Spike Lee recebe prêmio e critica falta de diversidade em Hollywood

17. novembro 2015 Cinema 1
Spike Lee recebe prêmio e critica falta de diversidade em Hollywood

O diretor Spike Lee (“Malcom X”) recebeu no último final de semana, em Los Angeles, um Oscar honorário, durante o Governor’s Awards, premiação que acontece desde 2009, e reconheceu o trabalho humanitário de Angelina Jolie.

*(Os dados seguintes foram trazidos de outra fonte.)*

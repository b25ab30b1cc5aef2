// ============================================================================
// Konnyaku - Gemini 翻译后端
// ============================================================================
//
// 文件: src/translation/gemini.rs
// 职责: 调用 Gemini generateContent API 完成翻译
// 边界:
//   - ✅ 提示词构建
//   - ✅ HTTP 请求/响应处理
//   - ✅ API 错误分类
//   - ✅ API 密钥格式检查
//   - ❌ 不应读取设置
//   - ❌ 不应生成面向用户的文本
//   - ❌ 不应包含重试或缓存
//
// ============================================================================

use async_trait::async_trait;
use regex::Regex;
use reqwest::{Client, StatusCode};
use serde::{Deserialize, Serialize};
use std::sync::OnceLock;
use thiserror::Error;

use super::languages;
use crate::i18n::Localizer;
use crate::utils::constants::api;
use crate::{t, tf};

/// Why the API rejected a request
#[derive(Debug, Clone, PartialEq, Eq)]
pub enum ApiErrorKind {
    /// Message reported by the API itself (or the raw response body)
    Message(String),
    InvalidApiKey,
    Forbidden,
    RateLimited,
    ServiceUnavailable,
    Unknown,
}

impl ApiErrorKind {
    /// Prefer the API's own message, otherwise classify by status
    fn from_response(status: StatusCode, body: &str) -> Self {
        if let Ok(parsed) = serde_json::from_str::<ErrorBody>(body) {
            if let Some(message) = parsed.error.and_then(|e| e.message).filter(|m| !m.is_empty()) {
                return ApiErrorKind::Message(message);
            }
        }

        match status.as_u16() {
            401 => ApiErrorKind::InvalidApiKey,
            403 => ApiErrorKind::Forbidden,
            429 => ApiErrorKind::RateLimited,
            500 | 502 | 503 => ApiErrorKind::ServiceUnavailable,
            _ if !body.trim().is_empty() => ApiErrorKind::Message(body.trim().to_string()),
            _ => ApiErrorKind::Unknown,
        }
    }

    fn localize(&self, localizer: &mut Localizer) -> String {
        match self {
            ApiErrorKind::Message(message) => message.clone(),
            ApiErrorKind::InvalidApiKey => t!(localizer, "errors.invalidApiKey"),
            ApiErrorKind::Forbidden => t!(localizer, "errors.forbidden"),
            ApiErrorKind::RateLimited => t!(localizer, "errors.rateLimited"),
            ApiErrorKind::ServiceUnavailable => t!(localizer, "errors.serviceUnavailable"),
            ApiErrorKind::Unknown => t!(localizer, "errors.unknown"),
        }
    }
}

#[derive(Debug, Error)]
pub enum TranslateError {
    #[error("cannot reach the translation service: {0}")]
    Network(#[from] reqwest::Error),

    #[error("API error ({status}): {kind:?}")]
    Api { status: u16, kind: ApiErrorKind },

    #[error("unexpected response from the translation service: {0}")]
    InvalidResponse(String),
}

impl TranslateError {
    /// Message shown to the user, in the interface language
    pub fn localize(&self, localizer: &mut Localizer) -> String {
        match self {
            TranslateError::Network(_) => t!(localizer, "errors.network"),
            TranslateError::Api { status, kind } => {
                let message = kind.localize(localizer);
                tf!(localizer, "errors.apiError", status = status, message = message)
            }
            TranslateError::InvalidResponse(_) => t!(localizer, "errors.invalidResponse"),
        }
    }
}

/// Something that can translate text
#[async_trait]
pub trait TranslationBackend: Send + Sync {
    async fn translate(&self, text: &str, target_language: &str, api_key: &str) -> Result<String, TranslateError>;
}

// ============================================================================
// Wire types
// ============================================================================

#[derive(Debug, Serialize)]
struct GenerateRequest<'a> {
    contents: Vec<RequestContent<'a>>,
}

#[derive(Debug, Serialize)]
struct RequestContent<'a> {
    parts: Vec<RequestPart<'a>>,
}

#[derive(Debug, Serialize)]
struct RequestPart<'a> {
    text: &'a str,
}

#[derive(Debug, Deserialize)]
struct GenerateResponse {
    #[serde(default)]
    candidates: Vec<Candidate>,
}

#[derive(Debug, Deserialize)]
struct Candidate {
    content: Option<CandidateContent>,
}

#[derive(Debug, Deserialize)]
struct CandidateContent {
    #[serde(default)]
    parts: Vec<CandidatePart>,
}

#[derive(Debug, Deserialize)]
struct CandidatePart {
    text: Option<String>,
}

#[derive(Debug, Deserialize)]
struct ErrorBody {
    error: Option<ErrorDetail>,
}

#[derive(Debug, Deserialize)]
struct ErrorDetail {
    message: Option<String>,
}

impl GenerateResponse {
    fn into_text(self) -> Option<String> {
        self.candidates
            .into_iter()
            .next()?
            .content?
            .parts
            .into_iter()
            .next()?
            .text
            .map(|text| text.trim().to_string())
            .filter(|text| !text.is_empty())
    }
}

// ============================================================================
// Client
// ============================================================================

/// Gemini API client
#[derive(Debug, Clone)]
pub struct GeminiClient {
    client: Client,
    base_url: String,
    model: String,
}

impl Default for GeminiClient {
    fn default() -> Self {
        Self::new()
    }
}

impl GeminiClient {
    pub fn new() -> Self {
        Self {
            client: Client::new(),
            base_url: api::BASE_URL.to_string(),
            model: api::MODEL_NAME.to_string(),
        }
    }

    /// Point at another endpoint (proxies, tests)
    pub fn with_base_url(mut self, url: impl Into<String>) -> Self {
        self.base_url = url.into().trim_end_matches('/').to_string();
        self
    }

    pub fn with_model(mut self, model: impl Into<String>) -> Self {
        self.model = model.into();
        self
    }

    fn endpoint(&self) -> String {
        format!("{}/models/{}:generateContent", self.base_url, self.model)
    }

    async fn generate(&self, prompt: &str, api_key: &str) -> Result<String, TranslateError> {
        let request = GenerateRequest {
            contents: vec![RequestContent {
                parts: vec![RequestPart { text: prompt }],
            }],
        };

        tracing::debug!(model = %self.model, "sending translation request");
        let response = self
            .client
            .post(self.endpoint())
            .query(&[("key", api_key)])
            .json(&request)
            .send()
            .await?;

        let status = response.status();
        if !status.is_success() {
            let body = response.text().await.unwrap_or_default();
            tracing::debug!(%status, body = %body, "translation request rejected");
            return Err(TranslateError::Api {
                status: status.as_u16(),
                kind: ApiErrorKind::from_response(status, &body),
            });
        }

        let body = response.text().await?;
        let parsed: GenerateResponse =
            serde_json::from_str(&body).map_err(|e| TranslateError::InvalidResponse(e.to_string()))?;
        parsed.into_text().ok_or_else(|| {
            tracing::warn!(body = %body, "response has no translated text");
            TranslateError::InvalidResponse("no candidate text".to_string())
        })
    }
}

#[async_trait]
impl TranslationBackend for GeminiClient {
    async fn translate(&self, text: &str, target_language: &str, api_key: &str) -> Result<String, TranslateError> {
        let prompt = build_prompt(text, target_language);
        self.generate(&prompt, api_key).await
    }
}

/// Prompt asking for a bare translation into `target_language`
pub fn build_prompt(text: &str, target_language: &str) -> String {
    format!(
        "Please translate the following text to {}({}).\n\
         Auto-detect the source language.\n\
         Only provide the translation without any explanation or additional text.\n\
         \n\
         Text to translate: \"{}\"",
        languages::english_name(target_language),
        target_language,
        text
    )
}

static API_KEY_PATTERN: OnceLock<Regex> = OnceLock::new();

/// Google API keys are "AIza" followed by 35 URL-safe characters
pub fn validate_api_key(api_key: &str) -> bool {
    API_KEY_PATTERN
        .get_or_init(|| Regex::new(r"^AIza[A-Za-z0-9_-]{35}$").expect("api key pattern is valid"))
        .is_match(api_key)
}

#[cfg(test)]
mod tests {
    use super::*;
    use crate::i18n::LocaleCode;
    use wiremock::matchers::{body_partial_json, method, path, query_param};
    use wiremock::{Mock, MockServer, ResponseTemplate};

    const MODEL: &str = "test-model";

    async fn client_for(server: &MockServer) -> GeminiClient {
        GeminiClient::new().with_base_url(server.uri()).with_model(MODEL)
    }

    #[test]
    fn test_build_prompt() {
        let prompt = build_prompt("hello", "ja");
        assert!(prompt.starts_with("Please translate the following text to Japanese(ja)."));
        assert!(prompt.ends_with("Text to translate: \"hello\""));
        assert!(build_prompt("x", "xx").contains("to xx(xx)"));
    }

    #[test]
    fn test_validate_api_key() {
        let valid = format!("AIza{}", "a".repeat(35));
        assert!(validate_api_key(&valid));
        assert!(validate_api_key(&format!("AIza{}", "-_9Z".repeat(8) + "abc")));
        assert!(!validate_api_key(&format!("AIza{}", "a".repeat(34))));
        assert!(!validate_api_key(&format!("AIzb{}", "a".repeat(35))));
        assert!(!validate_api_key(""));
    }

    #[test]
    fn test_error_classification() {
        let kind = ApiErrorKind::from_response(
            StatusCode::BAD_REQUEST,
            r#"{"error":{"code":400,"message":"API key not valid."}}"#,
        );
        assert_eq!(kind, ApiErrorKind::Message("API key not valid.".to_string()));
        assert_eq!(ApiErrorKind::from_response(StatusCode::UNAUTHORIZED, ""), ApiErrorKind::InvalidApiKey);
        assert_eq!(ApiErrorKind::from_response(StatusCode::FORBIDDEN, "nope"), ApiErrorKind::Forbidden);
        assert_eq!(ApiErrorKind::from_response(StatusCode::TOO_MANY_REQUESTS, ""), ApiErrorKind::RateLimited);
        assert_eq!(ApiErrorKind::from_response(StatusCode::BAD_GATEWAY, ""), ApiErrorKind::ServiceUnavailable);
        assert_eq!(
            ApiErrorKind::from_response(StatusCode::IM_A_TEAPOT, "short and stout"),
            ApiErrorKind::Message("short and stout".to_string())
        );
        assert_eq!(ApiErrorKind::from_response(StatusCode::IM_A_TEAPOT, ""), ApiErrorKind::Unknown);
    }

    #[test]
    fn test_localized_error_messages() {
        let mut l = Localizer::builtin(LocaleCode::ZhTw);
        let err = TranslateError::Api {
            status: 401,
            kind: ApiErrorKind::InvalidApiKey,
        };
        assert_eq!(err.localize(&mut l), "API 錯誤（401）：API 金鑰無效或已過期");

        let mut l = Localizer::builtin(LocaleCode::En);
        let err = TranslateError::InvalidResponse("empty".to_string());
        assert_eq!(err.localize(&mut l), "The translation service returned an unexpected response");
    }

    #[tokio::test]
    async fn test_translate_success() {
        let server = MockServer::start().await;
        Mock::given(method("POST"))
            .and(path(format!("/models/{}:generateContent", MODEL)))
            .and(query_param("key", "secret"))
            .and(body_partial_json(serde_json::json!({
                "contents": [{ "parts": [{ "text": build_prompt("Good morning", "ja") }] }]
            })))
            .respond_with(ResponseTemplate::new(200).set_body_json(serde_json::json!({
                "candidates": [{ "content": { "parts": [{ "text": "  おはようございます\n" }], "role": "model" } }]
            })))
            .expect(1)
            .mount(&server)
            .await;

        let client = client_for(&server).await;
        let translation = client.translate("Good morning", "ja", "secret").await.unwrap();
        assert_eq!(translation, "おはようございます");
    }

    #[tokio::test]
    async fn test_translate_api_error() {
        let server = MockServer::start().await;
        Mock::given(method("POST"))
            .respond_with(ResponseTemplate::new(429).set_body_string(""))
            .mount(&server)
            .await;

        let client = client_for(&server).await;
        let err = client.translate("hi", "fr", "secret").await.unwrap_err();
        assert!(matches!(
            err,
            TranslateError::Api {
                status: 429,
                kind: ApiErrorKind::RateLimited
            }
        ));
    }

    #[tokio::test]
    async fn test_translate_missing_candidates() {
        let server = MockServer::start().await;
        Mock::given(method("POST"))
            .respond_with(ResponseTemplate::new(200).set_body_json(serde_json::json!({ "candidates": [] })))
            .mount(&server)
            .await;

        let client = client_for(&server).await;
        let err = client.translate("hi", "fr", "secret").await.unwrap_err();
        assert!(matches!(err, TranslateError::InvalidResponse(_)));
    }

    #[tokio::test]
    async fn test_translate_network_error() {
        // nothing listens on port 9 of localhost
        let client = GeminiClient::new().with_base_url("http://127.0.0.1:9");
        let err = client.translate("hi", "fr", "secret").await.unwrap_err();
        assert!(matches!(err, TranslateError::Network(_)));
    }
}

Em cima do palco, acompanhado dos atores Denzel Washington, Samuel L. Jackson e Wesley Snipes, Lee lamentou a falta de diversidade em Hollywood e citou um dado do Censo americano de 2012, que aponta um encolhimento da população branca no país. “Eu não sei se vocês perceberam, mas de acordo com o Censo dos Estados Unidos, até o ano de 2043, americanos brancos serão minoria neste país. E todos vocês que podem contratar alguém, é melhor ficarem espertos, porque vocês trabalharão para a gente. Reflitam o que este país parece.”

E o diretor não quer diversidade somente na frente das câmeras. Ele ironizou dizendo que “é mais fácil um negro ser presidente dos Estados Unidos do que chefe de um estúdio”. “Provavelmente todo mundo aqui votou no Obama, mas quando vou aos escritórios, eu não vejo negros, exceto aquele irmão que fica na segurança e checa meu nome na lista quando vou a um estúdio”, disse o cineasta.

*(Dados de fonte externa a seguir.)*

pub mod spinner;
// ============================================================================
// Konnyaku - 日志工具
// ============================================================================
//
// 文件: src/utils/logger.rs
// 职责: 面向用户的控制台消息与诊断日志初始化
// 边界:
//   - ✅ 面向用户的彩色状态行
//   - ✅ tracing 订阅器初始化
//   - ✅ 颜色开关处理
//   - ❌ 不应包含业务逻辑
//   - ❌ 不应包含文件日志
//   - ❌ 不应自行生成消息文本
//
// ============================================================================

use colored::Colorize;
use tracing_subscriber::EnvFilter;

use super::constants::{icons, APP_NAME, LOG_ENV};

/// Console message helper
pub struct Logger;

impl Logger {
    pub fn info<S: AsRef<str>>(msg: S) {
        println!("{} {}", format!("[{}]", APP_NAME).cyan(), msg.as_ref());
    }

    pub fn warn<S: AsRef<str>>(msg: S) {
        eprintln!("{} {}", format!("[{}]", icons::WARNING).yellow(), msg.as_ref());
    }

    pub fn error<S: AsRef<str>>(msg: S) {
        eprintln!("{} {}", format!("[{}]", icons::ERROR).red(), msg.as_ref());
    }

    pub fn success<S: AsRef<str>>(msg: S) {
        println!("{} {}", format!("[{}]", icons::SUCCESS).green(), msg.as_ref());
    }

    /// Informational line on stderr, for commands whose stdout is data
    pub fn status<S: AsRef<str>>(msg: S) {
        eprintln!("{} {}", format!("[{}]", APP_NAME).cyan(), msg.as_ref());
    }
}

/// Turn colors off for `--no-color` or when stdout is not a terminal.
pub fn configure_colors(no_color: bool) {
    if no_color || !atty::is(atty::Stream::Stdout) {
        colored::control::set_override(false);
    }
}

/// Install the diagnostic subscriber (stderr).
///
/// `KONNYAKU_LOG` takes precedence; otherwise `--verbose` selects `debug`.
pub fn init_tracing(verbose: bool) {
    let default_level = if verbose { "konnyaku=debug" } else { "konnyaku=warn" };
    let filter = EnvFilter::try_from_env(LOG_ENV).unwrap_or_else(|_| EnvFilter::new(default_level));

    // a second init (tests, embedding) keeps the first subscriber
    let _ = tracing_subscriber::fmt()
        .with_env_filter(filter)
        .with_writer(std::io::stderr)
        .with_target(false)
        .try_init();
}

“Podemos falar o quanto quisermos, mas precisamos ter uma discussão séria sobre diversidade e avançar nisso. Essa indústria está muito atrás do esporte, é ridículo”, concluiu Spike Lee.

Diversidade tem sigo um pedido constante na indústria cinematográfica, tendo atrizes como Charlize Theron Jessica Chastain e Viola Davis clamando por uma melhor representação de minorias nas telonas, bem como a diretora Ava DuVernay, que foi categórica: “há muitos filmes sob a perspectiva de homens brancos e heterossexuais.”

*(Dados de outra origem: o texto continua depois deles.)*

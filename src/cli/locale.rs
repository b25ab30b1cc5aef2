// ============================================================================
// Konnyaku - 界面语言诊断命令
// ============================================================================
//
// 文件: src/cli/locale.rs
// 职责: 界面语言检测与翻译键诊断
// 边界:
//   - ✅ 检测过程展示 (环境、已保存、最终结果)
//   - ✅ 带参数的单键查询
//   - ✅ 缓存统计
//   - ❌ 不应修改设置
//
// ============================================================================

use anyhow::Result;
use clap::{Args, Subcommand};

use super::Context;
use crate::i18n::{detect, en, BatchItem, I18nError, Params};
use crate::utils::logger::Logger;
use crate::{t, tf};

#[derive(Debug, Args)]
pub struct LocaleArgs {
    #[command(subcommand)]
    pub action: LocaleAction,
}

#[derive(Debug, Subcommand)]
pub enum LocaleAction {
    /// Show how the interface language is chosen
    Detect {
        /// Pretend the environment reports this locale
        #[arg(long)]
        reported: Option<String>,
    },
    /// Look up one translation key
    Lookup {
        /// Dotted key, e.g. settings.apiKey.label
        key: String,

        /// Placeholder values as name=value
        #[arg(short, long = "param", value_parser = parse_param)]
        params: Vec<(String, String)>,

        /// Look the key up in another interface language
        #[arg(long)]
        locale: Option<String>,
    },
    /// Translate keys and report cache usage
    Stats {
        /// Keys to translate first (default: every key)
        keys: Vec<String>,
    },
}

fn parse_param(raw: &str) -> Result<(String, String), String> {
    raw.split_once('=')
        .map(|(name, value)| (name.trim().to_string(), value.to_string()))
        .filter(|(name, _)| !name.is_empty())
        .ok_or_else(|| format!("expected name=value, got '{}'", raw))
}

pub fn handle_locale(args: LocaleArgs, ctx: &mut Context) -> Result<()> {
    match args.action {
        LocaleAction::Detect { reported } => detect_locale(reported, ctx),
        LocaleAction::Lookup { key, params, locale } => lookup(&key, params, locale, ctx),
        LocaleAction::Stats { keys } => stats(keys, ctx),
    }
}

fn detect_locale(reported: Option<String>, ctx: &mut Context) -> Result<()> {
    let reported = reported.unwrap_or_else(|| ctx.reported_locale.clone());
    let persisted = match &ctx.runtime.ui_language {
        Some(code) => Some(code.clone()),
        None => ctx.store()?.ui_language()?,
    };
    let detected = detect(&reported, persisted.as_deref());

    Logger::info(tf!(ctx.localizer, "cli.locale.reported", locale = reported));
    let persisted = persisted.unwrap_or_else(|| t!(ctx.localizer, "settings.notSet"));
    Logger::info(tf!(ctx.localizer, "cli.locale.persisted", locale = persisted));
    Logger::success(tf!(ctx.localizer, "cli.locale.detected", locale = detected));
    Ok(())
}

fn lookup(key: &str, params: Vec<(String, String)>, locale: Option<String>, ctx: &mut Context) -> Result<()> {
    if let Some(code) = &locale {
        if !ctx.localizer.set_active_locale(code) {
            return Err(I18nError::UnsupportedLocale(code.clone()).into());
        }
    }

    let params: Params = params.into_iter().collect();
    match ctx.localizer.try_translate(key, &params) {
        Ok(text) => {
            println!("{}", text);
            Ok(())
        }
        Err(I18nError::MissingKey { .. }) => {
            Logger::warn(tf!(ctx.localizer, "cli.locale.missing", key = key));
            Ok(())
        }
        Err(e) => Err(e.into()),
    }
}

fn stats(keys: Vec<String>, ctx: &mut Context) -> Result<()> {
    let keys = if keys.is_empty() {
        en::TRANSLATIONS.leaf_keys()
    } else {
        keys
    };

    let translated = ctx
        .localizer
        .batch_translate(keys.iter().map(|key| BatchItem::Key(key.as_str())));
    tracing::debug!(count = translated.len(), "keys translated");

    let stats = ctx.localizer.cache_stats();
    Logger::info(tf!(
        ctx.localizer,
        "cli.locale.stats",
        paths = stats.path_cache_size,
        entries = stats.translation_cache_size,
        max = stats.max_cache_size,
        hits = stats.hits,
        misses = stats.misses
    ));
    Ok(())
}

Um estudo de agosto deste ano comprovou que há mesmo uma falta de diversidade nas produções de Hollywood. A indústria cinematográfica ainda é majoritariamente branca, masculina e heterossexual. O Oscar deste ano foi muito criticado por não conter indicações de mulheres em categorias técnicas e nenhum negro, homem ou mulher, indicado nas categorias de atuação.

Entretanto, Cheryl Boone Isaacs, atual presidente da Academia de Artes Cinematográficas, organização que comanda o Oscar, anunciou na noite do Governor’s Awards, a iniciativa “A 2020”, um plano de cinco anos, cujo objetivo é de aumentar a diversidade em Hollywood em todas as áreas. “Quando se trata de representação justa e igualitária na nossa indústria, palavras não são o suficiente”, disse Isaacs.

Em outras notícias, em dezembro deste ano, Spike Lee lança “Chiraq”, drama que relata a violência em alguns bairros da cidade de Chicago. O nome do filme é uma comparação com o Iraque, o que não deixou muita gente feliz, em especial, o prefeito da cidade. O diretor, contudo, fez questão de pedir para que as pessoas não se enganassem pelo título da obra. “Esta nova joint Spike Lee será algo muito especial.”